> WHAT YOU ARE ASKED TO DO: Entries follow. Set all of them down as they stand.

LISTED ENTRIES: Begin

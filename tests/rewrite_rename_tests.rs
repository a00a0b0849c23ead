use ttc::{rewrite, Config, IdentityTransformer, TableResolver};

fn rewrite_mstest(source: &str) -> String {
    let resolver = TableResolver::mstest();
    rewrite(source, &resolver, &IdentityTransformer, &Config::default())
        .expect("Failed to rewrite")
}

#[test]
fn test_type_and_constructor_are_renamed_together() {
    let source = r#"public class PersonTests_Template
{
    public PersonTests_Template() : base()
    {
        Setup();
    }

    public PersonTests_Template(int seed) { }
}
"#;

    let expected = r#"public class PersonTests
{
    public PersonTests() : base()
    {
        Setup();
    }

    public PersonTests(int seed) { }
}
"#;

    assert_eq!(rewrite_mstest(source), expected);
}

#[test]
fn test_type_without_marker_suffix_is_untouched() {
    let source = r#"public class PersonTests
{
    public PersonTests() { }
}
"#;

    assert_eq!(rewrite_mstest(source), source);
}

#[test]
fn test_bare_marker_suffix_is_not_a_rename() {
    // stripping would leave an empty identifier
    let source = "class _Template { public _Template() { } }\n";
    assert_eq!(rewrite_mstest(source), source);
}

#[test]
fn test_suffix_in_the_middle_of_a_name_is_untouched() {
    let source = "class Person_TemplateTests { }\n";
    assert_eq!(rewrite_mstest(source), source);
}

#[test]
fn test_nested_type_renames_use_the_nearest_enclosing_type() {
    let source = r#"class Outer_Template
{
    public Outer_Template() { }

    class Inner_Template
    {
        public Inner_Template() { }
    }

    class Plain
    {
        public Plain() { }
    }
}
"#;

    let expected = r#"class Outer
{
    public Outer() { }

    class Inner
    {
        public Inner() { }
    }

    class Plain
    {
        public Plain() { }
    }
}
"#;

    assert_eq!(rewrite_mstest(source), expected);
}

#[test]
fn test_constructor_with_foreign_name_is_not_renamed() {
    // a body-less scan can misfile declarations; only an exact match on the
    // enclosing type's original name is a constructor rename
    let source = r#"class Runner_Template
{
    public Runner_Template() { }

    public Widget_Template(int x) { }
}
"#;

    let generated = rewrite_mstest(source);
    assert!(generated.contains("class Runner\n"));
    assert!(generated.contains("public Runner() { }"));
    assert!(generated.contains("public Widget_Template(int x) { }"));
}

#[test]
fn test_custom_marker_suffix() {
    let source = r#"class PersonTestsTemplate
{
    public PersonTestsTemplate() { }
}
"#;

    let resolver = TableResolver::mstest();
    let config = Config::default().with_marker_suffix("Template");
    let generated = rewrite(source, &resolver, &IdentityTransformer, &config)
        .expect("Failed to rewrite");

    assert!(generated.contains("class PersonTests\n"));
    assert!(generated.contains("public PersonTests() { }"));
}
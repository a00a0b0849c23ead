use thiserror::Error;

/// Result type for ttc operations
pub type Result<T> = std::result::Result<T, Error>;

/// Error types for the template compiler
#[derive(Error, Debug)]
pub enum Error {
    #[error("IO error: {0}")]
    Io(#[from] std::io::Error),

    #[error("Parse error at line {line}, column {column}: {message}")]
    Parse {
        line: usize,
        column: usize,
        message: String,
    },

    #[error("Lexical error: {message}")]
    Lexical { message: String },

    #[error("Semantic error: {message}")]
    Semantic { message: String },

    #[error("Configuration error: {message}")]
    Config { message: String },

    #[error("Internal error: {message}")]
    Internal { message: String },
}

impl Error {
    /// Create a parse error with location information
    pub fn parse_error(line: usize, column: usize, message: impl Into<String>) -> Self {
        Self::Parse {
            line,
            column,
            message: message.into(),
        }
    }

    /// Create a lexical error
    pub fn lexical_error(message: impl Into<String>) -> Self {
        Self::Lexical { message: message.into() }
    }

    /// Create a semantic error
    pub fn semantic_error(message: impl Into<String>) -> Self {
        Self::Semantic { message: message.into() }
    }

    /// Create a configuration error
    pub fn config_error(message: impl Into<String>) -> Self {
        Self::Config { message: message.into() }
    }

    /// Create an internal error
    pub fn internal_error(message: impl Into<String>) -> Self {
        Self::Internal { message: message.into() }
    }
}
// Global safety caps to prevent pathological or infinite loops

// Parser: maximum iterations for any guarded loop or overall passes
pub const PARSER_MAX_LOOP_ITERS: usize = 200_000;

// Identifier suffix marking a type or constructor as template-only
pub const MARKER_SUFFIX: &str = "_Template";

// Suffix carried by generated output files; files ending in this suffix
// are never used as rewrite input
pub const GENERATED_SUFFIX: &str = ".g.cs";

// First line of every synthesized failure block
pub const FAILED_TO_COMPILE_COMMENT: &str = "// == Failed To Compile ==";

// Fallback statement indentation when the original block gives no line structure
pub const DEFAULT_STATEMENT_INDENT: &str = "    ";
use crate::consts;

/// Configuration for a template rewrite run
#[derive(Debug, Clone)]
pub struct Config {
    /// Identifier suffix marking template-only type and constructor names
    pub marker_suffix: String,
    /// Suffix appended to generated output files (and recognized to skip
    /// previously generated files as input)
    pub generated_suffix: String,
    /// Emit progress banners on stderr
    pub verbose: bool,
}

impl Default for Config {
    fn default() -> Self {
        Self {
            marker_suffix: consts::MARKER_SUFFIX.to_string(),
            generated_suffix: consts::GENERATED_SUFFIX.to_string(),
            verbose: false,
        }
    }
}

impl Config {
    pub fn new() -> Self {
        Self::default()
    }

    /// Override the marker suffix
    pub fn with_marker_suffix(mut self, suffix: impl Into<String>) -> Self {
        self.marker_suffix = suffix.into();
        self
    }

    /// Override the generated-file suffix
    pub fn with_generated_suffix(mut self, suffix: impl Into<String>) -> Self {
        self.generated_suffix = suffix.into();
        self
    }
}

LISTED ENTRIES: End

> ANSWER FOR THE TASK:
filename tests/rewrite_rename_tests.rs
repository a00a0b0849c23ead
use ttc::{rewrite, Config, IdentityTransformer, TableResolver};

fn rewrite_mstest(source: &str) -> String {
    let resolver = TableResolver::mstest();
    rewrite(source, &resolver, &IdentityTransformer, &Config::default())
        .expect("Failed to rewrite")
}

#[test]
fn test_type_and_constructor_are_renamed_together() {
    let source = r#"public class PersonTests_Template
{
    public PersonTests_Template() : base()
    {
        Setup();
    }

    public PersonTests_Template(int seed) { }
}
"#;

    let expected = r#"public class PersonTests
{
    public PersonTests() : base()
    {
        Setup();
    }

    public PersonTests(int seed) { }
}
"#;

    assert_eq!(rewrite_mstest(source), expected);
}

#[test]
fn test_type_without_marker_suffix_is_untouched() {
    let source = r#"public class PersonTests
{
    public PersonTests() { }
}
"#;

    assert_eq!(rewrite_mstest(source), source);
}

#[test]
fn test_bare_marker_suffix_is_not_a_rename() {
    // stripping would leave an empty identifier
    let source = "class _Template { public _Template() { } }\n";
    assert_eq!(rewrite_mstest(source), source);
}

#[test]
fn test_suffix_in_the_middle_of_a_name_is_untouched() {
    let source = "class Person_TemplateTests { }\n";
    assert_eq!(rewrite_mstest(source), source);
}

#[test]
fn test_nested_type_renames_use_the_nearest_enclosing_type() {
    let source = r#"class Outer_Template
{
    public Outer_Template() { }

    class Inner_Template
    {
        public Inner_Template() { }
    }

    class Plain
    {
        public Plain() { }
    }
}
"#;

    let expected = r#"class Outer
{
    public Outer() { }

    class Inner
    {
        public Inner() { }
    }

    class Plain
    {
        public Plain() { }
    }
}
"#;

    assert_eq!(rewrite_mstest(source), expected);
}

#[test]
fn test_constructor_with_foreign_name_is_not_renamed() {
    // a body-less scan can misfile declarations; only an exact match on the
    // enclosing type's original name is a constructor rename
    let source = r#"class Runner_Template
{
    public Runner_Template() { }

    public Widget_Template(int x) { }
}
"#;

    let generated = rewrite_mstest(source);
    assert!(generated.contains("class Runner\n"));
    assert!(generated.contains("public Runner() { }"));
    assert!(generated.contains("public Widget_Template(int x) { }"));
}

#[test]
fn test_custom_marker_suffix() {
    let source = r#"class PersonTestsTemplate
{
    public PersonTestsTemplate() { }
}
"#;

    let resolver = TableResolver::mstest();
    let config = Config::default().with_marker_suffix("Template");
    let generated = rewrite(source, &resolver, &IdentityTransformer, &config)
        .expect("Failed to rewrite");

    assert!(generated.contains("class PersonTests\n"));
    assert!(generated.contains("public PersonTests() { }"));
}
repository a00a0b0849c23ead
use thiserror::Error;

/// Result type for ttc operations
pub type Result<T> = std::result::Result<T, Error>;

/// Error types for the template compiler
#[derive(Error, Debug)]
pub enum Error {
    #[error("IO error: {0}")]
    Io(#[from] std::io::Error),

    #[error("Parse error at line {line}, column {column}: {message}")]
    Parse {
        line: usize,
        column: usize,
        message: String,
    },

    #[error("Lexical error: {message}")]
    Lexical { message: String },

    #[error("Semantic error: {message}")]
    Semantic { message: String },

    #[error("Configuration error: {message}")]
    Config { message: String },

    #[error("Internal error: {message}")]
    Internal { message: String },
}

impl Error {
    /// Create a parse error with location information
    pub fn parse_error(line: usize, column: usize, message: impl Into<String>) -> Self {
        Self::Parse {
            line,
            column,
            message: message.into(),
        }
    }

    /// Create a lexical error
    pub fn lexical_error(message: impl Into<String>) -> Self {
        Self::Lexical { message: message.into() }
    }

    /// Create a semantic error
    pub fn semantic_error(message: impl Into<String>) -> Self {
        Self::Semantic { message: message.into() }
    }

    /// Create a configuration error
    pub fn config_error(message: impl Into<String>) -> Self {
        Self::Config { message: message.into() }
    }

    /// Create an internal error
    pub fn internal_error(message: impl Into<String>) -> Self {
        Self::Internal { message: message.into() }
    }
}
// Global safety caps to prevent pathological or infinite loops

// Parser: maximum iterations for any guarded loop or overall passes
pub const PARSER_MAX_LOOP_ITERS: usize = 200_000;

// Identifier suffix marking a type or constructor as template-only
pub const MARKER_SUFFIX: &str = "_Template";

// Suffix carried by generated output files; files ending in this suffix
// are never used as rewrite input
pub const GENERATED_SUFFIX: &str = ".g.cs";

// First line of every synthesized failure block
pub const FAILED_TO_COMPILE_COMMENT: &str = "// == Failed To Compile ==";

// Fallback statement indentation when the original block gives no line structure
pub const DEFAULT_STATEMENT_INDENT: &str = "    ";
use crate::consts;

/// Configuration for a template rewrite run
#[derive(Debug, Clone)]
pub struct Config {
    /// Identifier suffix marking template-only type and constructor names
    pub marker_suffix: String,
    /// Suffix appended to generated output files (and recognized to skip
    /// previously generated files as input)
    pub generated_suffix: String,
    /// Emit progress banners on stderr
    pub verbose: bool,
}

impl Default for Config {
    fn default() -> Self {
        Self {
            marker_suffix: consts::MARKER_SUFFIX.to_string(),
            generated_suffix: consts::GENERATED_SUFFIX.to_string(),
            verbose: false,
        }
    }
}

impl Config {
    pub fn new() -> Self {
        Self::default()
    }

    /// Override the marker suffix
    pub fn with_marker_suffix(mut self, suffix: impl Into<String>) -> Self {
        self.marker_suffix = suffix.into();
        self
    }

    /// Override the generated-file suffix
    pub fn with_generated_suffix(mut self, suffix: impl Into<String>) -> Self {
        self.generated_suffix = suffix.into();
        self
    }
}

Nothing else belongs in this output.